Haynes, who lives in Orlando, helped put together the homecoming and has been involved for several years in numerous veteran and military organizations, as well as being a member of the Blue Star Mothers.
“My only child, my son, is in the Navy and I’ve always felt a patriotic edge and a patriotic facet with my life,” Haynes said. “With my family history, probably every generation going back to the American Revolution has served our country in some way, mostly in the military, so I have that patriotic blood. Instead of bleeding red blood, it would be red, white and blue.”
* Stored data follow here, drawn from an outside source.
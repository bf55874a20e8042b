//! Application configuration
//!
//! Everything the engine needs from its environment is loaded once into an
//! `AppConfig` and passed to the components that use it. Nothing below this
//! module reads environment variables.

use std::env;
use std::path::PathBuf;
use std::time::Duration;

use url::Url;

/// ---------------------------------------------------------------------------
/// Defaults
/// ---------------------------------------------------------------------------

const DEFAULT_AI_BASE_URL: &str = "https://api.anthropic.com";
const DEFAULT_AI_MODEL: &str = "claude-sonnet-4-20250514";
const DEFAULT_AI_TIMEOUT_SECS: u64 = 60;
const DEFAULT_MAX_TOKENS: u32 = 4096;
const DEFAULT_DB_FILE: &str = "planner.db";

/// Energy equivalence of one kilogram of body mass
pub const DEFAULT_KCAL_PER_KG: f64 = 7000.0;

/// ---------------------------------------------------------------------------
/// Error Handling
/// ---------------------------------------------------------------------------

#[derive(Debug, thiserror::Error)]
pub enum ConfigError {
  #[error("Invalid value for {name}: {value}")]
  InvalidValue { name: &'static str, value: String },

  #[error("Invalid URL for {name}: {source}")]
  InvalidUrl {
    name: &'static str,
    #[source]
    source: url::ParseError,
  },
}

/// ---------------------------------------------------------------------------
/// Configuration Structures
/// ---------------------------------------------------------------------------

/// Settings for the hosted AI text service
#[derive(Debug, Clone)]
pub struct AiServiceConfig {
  /// Absent until the user provides one; generation fails without it
  pub api_key: Option<String>,
  pub base_url: Url,
  pub model: String,
  pub max_tokens: u32,
  pub timeout: Duration,
}

impl Default for AiServiceConfig {
  fn default() -> Self {
    Self {
      api_key: None,
      base_url: Url::parse(DEFAULT_AI_BASE_URL).expect("default AI base URL is valid"),
      model: DEFAULT_AI_MODEL.to_string(),
      max_tokens: DEFAULT_MAX_TOKENS,
      timeout: Duration::from_secs(DEFAULT_AI_TIMEOUT_SECS),
    }
  }
}

/// Constants for the calorie math
#[derive(Debug, Clone, Copy, PartialEq)]
pub struct MetabolicConfig {
  pub kcal_per_kg: f64,
}

impl Default for MetabolicConfig {
  fn default() -> Self {
    Self {
      kcal_per_kg: DEFAULT_KCAL_PER_KG,
    }
  }
}

#[derive(Debug, Clone)]
pub struct AppConfig {
  pub ai: AiServiceConfig,
  pub metabolic: MetabolicConfig,
  pub db_path: PathBuf,
}

impl Default for AppConfig {
  fn default() -> Self {
    Self {
      ai: AiServiceConfig::default(),
      metabolic: MetabolicConfig::default(),
      db_path: PathBuf::from(DEFAULT_DB_FILE),
    }
  }
}

impl AppConfig {
  /// Load configuration from the process environment.
  ///
  /// Reads `ANTHROPIC_API_KEY`, `PLANNER_AI_BASE_URL`, `PLANNER_AI_MODEL`,
  /// `PLANNER_AI_MAX_TOKENS`, `PLANNER_AI_TIMEOUT_SECS`, `PLANNER_DB_PATH`
  /// and `PLANNER_KCAL_PER_KG`. Unset variables keep their defaults.
  pub fn from_env() -> Result<Self, ConfigError> {
    let mut config = Self::default();

    config.ai.api_key = env::var("ANTHROPIC_API_KEY")
      .ok()
      .map(|k| k.trim().to_string())
      .filter(|k| !k.is_empty());

    if let Ok(base_url) = env::var("PLANNER_AI_BASE_URL") {
      config.ai.base_url = Url::parse(&base_url).map_err(|source| ConfigError::InvalidUrl {
        name: "PLANNER_AI_BASE_URL",
        source,
      })?;
    }

    if let Ok(model) = env::var("PLANNER_AI_MODEL") {
      if !model.trim().is_empty() {
        config.ai.model = model.trim().to_string();
      }
    }

    if let Some(max_tokens) = parse_var::<u32>("PLANNER_AI_MAX_TOKENS")? {
      config.ai.max_tokens = max_tokens;
    }

    if let Some(secs) = parse_var::<u64>("PLANNER_AI_TIMEOUT_SECS")? {
      config.ai.timeout = Duration::from_secs(secs);
    }

    if let Ok(path) = env::var("PLANNER_DB_PATH") {
      config.db_path = PathBuf::from(path);
    }

    if let Some(kcal) = parse_var::<f64>("PLANNER_KCAL_PER_KG")? {
      if !kcal.is_finite() || kcal <= 0.0 {
        return Err(ConfigError::InvalidValue {
          name: "PLANNER_KCAL_PER_KG",
          value: kcal.to_string(),
        });
      }
      config.metabolic.kcal_per_kg = kcal;
    }

    Ok(config)
  }
}

fn parse_var<T: std::str::FromStr>(name: &'static str) -> Result<Option<T>, ConfigError> {
  match env::var(name) {
    Ok(raw) => raw
      .trim()
      .parse()
      .map(Some)
      .map_err(|_| ConfigError::InvalidValue { name, value: raw }),
    Err(_) => Ok(None),
  }
}

#[cfg(test)]
mod tests {
  use super::*;
  use serial_test::serial;

  const VARS: [&str; 7] = [
    "ANTHROPIC_API_KEY",
    "PLANNER_AI_BASE_URL",
    "PLANNER_AI_MODEL",
    "PLANNER_AI_MAX_TOKENS",
    "PLANNER_AI_TIMEOUT_SECS",
    "PLANNER_DB_PATH",
    "PLANNER_KCAL_PER_KG",
  ];

  /// Every planner variable unset except the given overrides
  fn env_with(overrides: &[(&'static str, &'static str)]) -> Vec<(&'static str, Option<&'static str>)> {
    VARS
      .iter()
      .map(|var| {
        let value = overrides.iter().find(|(k, _)| k == var).map(|(_, v)| *v);
        (*var, value)
      })
      .collect()
  }

  #[test]
  #[serial]
  fn test_defaults_when_env_empty() {
    temp_env::with_vars(env_with(&[]), || {
      let config = AppConfig::from_env().unwrap();
      assert!(config.ai.api_key.is_none());
      assert_eq!(config.ai.model, DEFAULT_AI_MODEL);
      assert_eq!(config.metabolic.kcal_per_kg, 7000.0);
      assert_eq!(config.db_path, PathBuf::from("planner.db"));
    });
  }

  #[test]
  #[serial]
  fn test_overrides_from_env() {
    let vars = env_with(&[
      ("ANTHROPIC_API_KEY", "sk-test"),
      ("PLANNER_AI_BASE_URL", "http://localhost:9999"),
      ("PLANNER_AI_TIMEOUT_SECS", "5"),
      ("PLANNER_KCAL_PER_KG", "7700"),
    ]);
    temp_env::with_vars(vars, || {
      let config = AppConfig::from_env().unwrap();
      assert_eq!(config.ai.api_key.as_deref(), Some("sk-test"));
      assert_eq!(config.ai.base_url.as_str(), "http://localhost:9999/");
      assert_eq!(config.ai.timeout, Duration::from_secs(5));
      assert_eq!(config.metabolic.kcal_per_kg, 7700.0);
    });
  }

  #[test]
  #[serial]
  fn test_blank_api_key_is_absent() {
    let vars = env_with(&[("ANTHROPIC_API_KEY", "   ")]);
    temp_env::with_vars(vars, || {
      assert!(AppConfig::from_env().unwrap().ai.api_key.is_none());
    });
  }

  #[test]
  #[serial]
  fn test_rejects_bad_values() {
    let vars = env_with(&[("PLANNER_KCAL_PER_KG", "-1")]);
    temp_env::with_vars(vars, || {
      assert!(matches!(
        AppConfig::from_env(),
        Err(ConfigError::InvalidValue { name: "PLANNER_KCAL_PER_KG", .. })
      ));
    });

    let vars = env_with(&[("PLANNER_AI_TIMEOUT_SECS", "soon")]);
    temp_env::with_vars(vars, || {
      assert!(AppConfig::from_env().is_err());
    });
  }
}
One of her top goals recently has been to find a way to notify families when members of the Armed Services are headed back to this city.
“I was out at the Reserve Center a week and a half ago, and I have some Army Reserve contacts out there and some Navy Reserve contacts, but I did not have any for the Marines, so I went up to them and introduced myself to make sure they get included in my notifications to the community,” Haynes said. “And they mentioned they had a group coming back at the end of the month, and I said I’d love to find out when that would be, because if you’d like a domino effect back home, I have a network of people to contact.”
And contact them she did, sending out email blasts about the upcoming return. When the date got finalized, her email included this piece of advice: “Bring plenty of hugs, tissues, flags/signs/cookies/etc.”
“There are so many people that want to get involved, but the gaps in the network makes it difficult,” she said.
That’s why she made this return a great test case for getting out the word, even on very short notice, about the soldiers coming home.
When she learned about it, “I send notices to their family and friends to get out the word. I know there are a lot of people who would love to get involved in something like this. It was incredibly short notice for a lot of people to be able to participate, but the goal is to be able to get a little more head notice and let folks know, so they’ve got a choice to participate or not participate.”
The huge turnout and heartfelt welcome that the soldiers got was probably a solid boost to their morale, knowing the people back home love and support them so much, Haynes said.
“I can only hope that theirs was a sigh of relief, that in reality that they were home,” she said. “I don’t think that they had expected anything like the turnout that there was in the community with such short notice. They were choked up. Some of them just clung to people and hugged them. They were grinning from ear to ear to be told by people they don’t even know, ‘Thank you for serving, thank you for being a Marine.”